Ivan Krsti recently returned from a grueling three-week stay in Peru, where he worked with the Ministry of Education team entrusted with the country’s 260-thousand laptop One Laptop Per Child implementation.

His story highlights how the OLPC project (which I reported on in 2006) is changing culture, getting kids to be more open and sharing as well as giving them much more meaningful avenues to both learn and teach each other.

Here’s an extract of Ivan’s Story. Go read it.

Kids started talking to each other outside of school hours over the mesh, and working together more while in school.

It’s not that the kids are starving, it’s just that they don’t have very much; what they do have, they’re reluctant to share. With the laptops, the kids had to turn to each other to learn how to use them. Then they realized it was easy to send each other pictures and things they’ve written — and it became commonplace. The sharing, asserts Mrs. Cornejo, extended into the physical world, where once jealously-guarded personal items increasingly started being passed around between the kids, if somewhat nervously.

“Children’s fathers used to seethe with fury when the laptops were passed out, because the kids no longer wanted to help work in the field all day,” he continued.

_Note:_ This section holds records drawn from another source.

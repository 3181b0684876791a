//! Mock backend implementations for tests
//!
//! Each mock can be preloaded with fixture data and flipped into a
//! failing mode so retriever isolation paths can be exercised without
//! live engines.

use crate::{ArtifactHit, CatalogDb, CatalogRelation, ColumnInfo, GraphStore, RelationshipEdge,
    VectorIndex};
use async_trait::async_trait;
use catalogchat_core::error::{Error, Result};
use std::sync::atomic::{AtomicBool, AtomicUsize, Ordering};
use std::sync::Mutex;

/// Mock hybrid index with separate result sets for the filtered and
/// pure k-NN paths
#[derive(Default)]
pub struct MockVectorIndex {
    pub hybrid_hits: Mutex<Vec<ArtifactHit>>,
    pub knn_hits: Mutex<Vec<ArtifactHit>>,
    fail: AtomicBool,
    hybrid_calls: AtomicUsize,
    knn_calls: AtomicUsize,
}

impl MockVectorIndex {
    pub fn new() -> Self {
        Self::default()
    }

    pub fn with_hybrid_hits(self, hits: Vec<ArtifactHit>) -> Self {
        *self.hybrid_hits.lock().unwrap_or_else(|e| e.into_inner()) = hits;
        self
    }

    pub fn with_knn_hits(self, hits: Vec<ArtifactHit>) -> Self {
        *self.knn_hits.lock().unwrap_or_else(|e| e.into_inner()) = hits;
        self
    }

    pub fn set_failing(&self, fail: bool) {
        self.fail.store(fail, Ordering::SeqCst);
    }

    pub fn hybrid_calls(&self) -> usize {
        self.hybrid_calls.load(Ordering::SeqCst)
    }

    pub fn knn_calls(&self) -> usize {
        self.knn_calls.load(Ordering::SeqCst)
    }
}

#[async_trait]
impl VectorIndex for MockVectorIndex {
    async fn ensure_index(&self, _dimension: usize) -> Result<()> {
        if self.fail.load(Ordering::SeqCst) {
            return Err(Error::storage("mock index unavailable"));
        }
        Ok(())
    }

    async fn hybrid_search(
        &self,
        _embedding: Vec<f32>,
        _term: &str,
        _limit: usize,
    ) -> Result<Vec<ArtifactHit>> {
        self.hybrid_calls.fetch_add(1, Ordering::SeqCst);
        if self.fail.load(Ordering::SeqCst) {
            return Err(Error::storage("mock index unavailable"));
        }
        Ok(self
            .hybrid_hits
            .lock()
            .unwrap_or_else(|e| e.into_inner())
            .clone())
    }

    async fn knn_search(&self, _embedding: Vec<f32>, _limit: usize) -> Result<Vec<ArtifactHit>> {
        self.knn_calls.fetch_add(1, Ordering::SeqCst);
        if self.fail.load(Ordering::SeqCst) {
            return Err(Error::storage("mock index unavailable"));
        }
        Ok(self
            .knn_hits
            .lock()
            .unwrap_or_else(|e| e.into_inner())
            .clone())
    }
}

/// Mock graph store returning preset edges
#[derive(Default)]
pub struct MockGraphStore {
    pub edges: Mutex<Vec<RelationshipEdge>>,
    fail: AtomicBool,
}

impl MockGraphStore {
    pub fn new() -> Self {
        Self::default()
    }

    pub fn with_edges(self, edges: Vec<RelationshipEdge>) -> Self {
        *self.edges.lock().unwrap_or_else(|e| e.into_inner()) = edges;
        self
    }

    pub fn set_failing(&self, fail: bool) {
        self.fail.store(fail, Ordering::SeqCst);
    }
}

#[async_trait]
impl GraphStore for MockGraphStore {
    async fn relationships_for_name(&self, name: &str) -> Result<Vec<RelationshipEdge>> {
        if self.fail.load(Ordering::SeqCst) {
            return Err(Error::storage("mock graph unavailable"));
        }
        Ok(self
            .edges
            .lock()
            .unwrap_or_else(|e| e.into_inner())
            .iter()
            .filter(|e| e.from_object == name || e.to_object == name)
            .cloned()
            .collect())
    }
}

/// Mock relational catalog with a fixed whitelist and canned query output
pub struct MockCatalogDb {
    pub relations: Vec<CatalogRelation>,
    pub columns: Vec<ColumnInfo>,
    pub query_result: Mutex<Result<String>>,
    executed: Mutex<Vec<String>>,
}

impl Default for MockCatalogDb {
    fn default() -> Self {
        Self {
            relations: vec![
                CatalogRelation {
                    name: "catalog_objects".to_string(),
                    kind: "BASE TABLE".to_string(),
                },
                CatalogRelation {
                    name: "catalog_fields".to_string(),
                    kind: "BASE TABLE".to_string(),
                },
            ],
            columns: vec![
                ColumnInfo {
                    name: "name".to_string(),
                    data_type: "text".to_string(),
                },
                ColumnInfo {
                    name: "description".to_string(),
                    data_type: "text".to_string(),
                },
            ],
            query_result: Mutex::new(Ok("[]".to_string())),
            executed: Mutex::new(Vec::new()),
        }
    }
}

impl MockCatalogDb {
    pub fn new() -> Self {
        Self::default()
    }

    pub fn with_relations(mut self, relations: Vec<CatalogRelation>) -> Self {
        self.relations = relations;
        self
    }

    pub fn set_query_result(&self, result: Result<String>) {
        *self.query_result.lock().unwrap_or_else(|e| e.into_inner()) = result;
    }

    /// Statements passed to execute_select, in call order
    pub fn executed_statements(&self) -> Vec<String> {
        self.executed
            .lock()
            .unwrap_or_else(|e| e.into_inner())
            .clone()
    }
}

#[async_trait]
impl CatalogDb for MockCatalogDb {
    async fn list_searchable_relations(&self) -> Result<Vec<CatalogRelation>> {
        Ok(self.relations.clone())
    }

    async fn describe_relation(&self, _name: &str) -> Result<Vec<ColumnInfo>> {
        Ok(self.columns.clone())
    }

    async fn execute_select(&self, sql: &str) -> Result<String> {
        self.executed
            .lock()
            .unwrap_or_else(|e| e.into_inner())
            .push(sql.to_string());
        match &*self.query_result.lock().unwrap_or_else(|e| e.into_inner()) {
            Ok(json) => Ok(json.clone()),
            Err(e) => Err(Error::storage(e.to_string())),
        }
    }
}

“I didn’t know how we’d stop the fathers from revolting and making the kids return their XOs,” he says, shaking his head slightly. “The kids solved the dilemma for me: they taught their fathers how to use the Internet and a search engine.”

The fathers, I later heard, all decided an education could stop their children from having no choice but to work the field all day as they did. With the laptops in place, the school was no longer a black box whose efficacy had to be taken on faith: the kids could prove they were learning. Schooling had gone open source.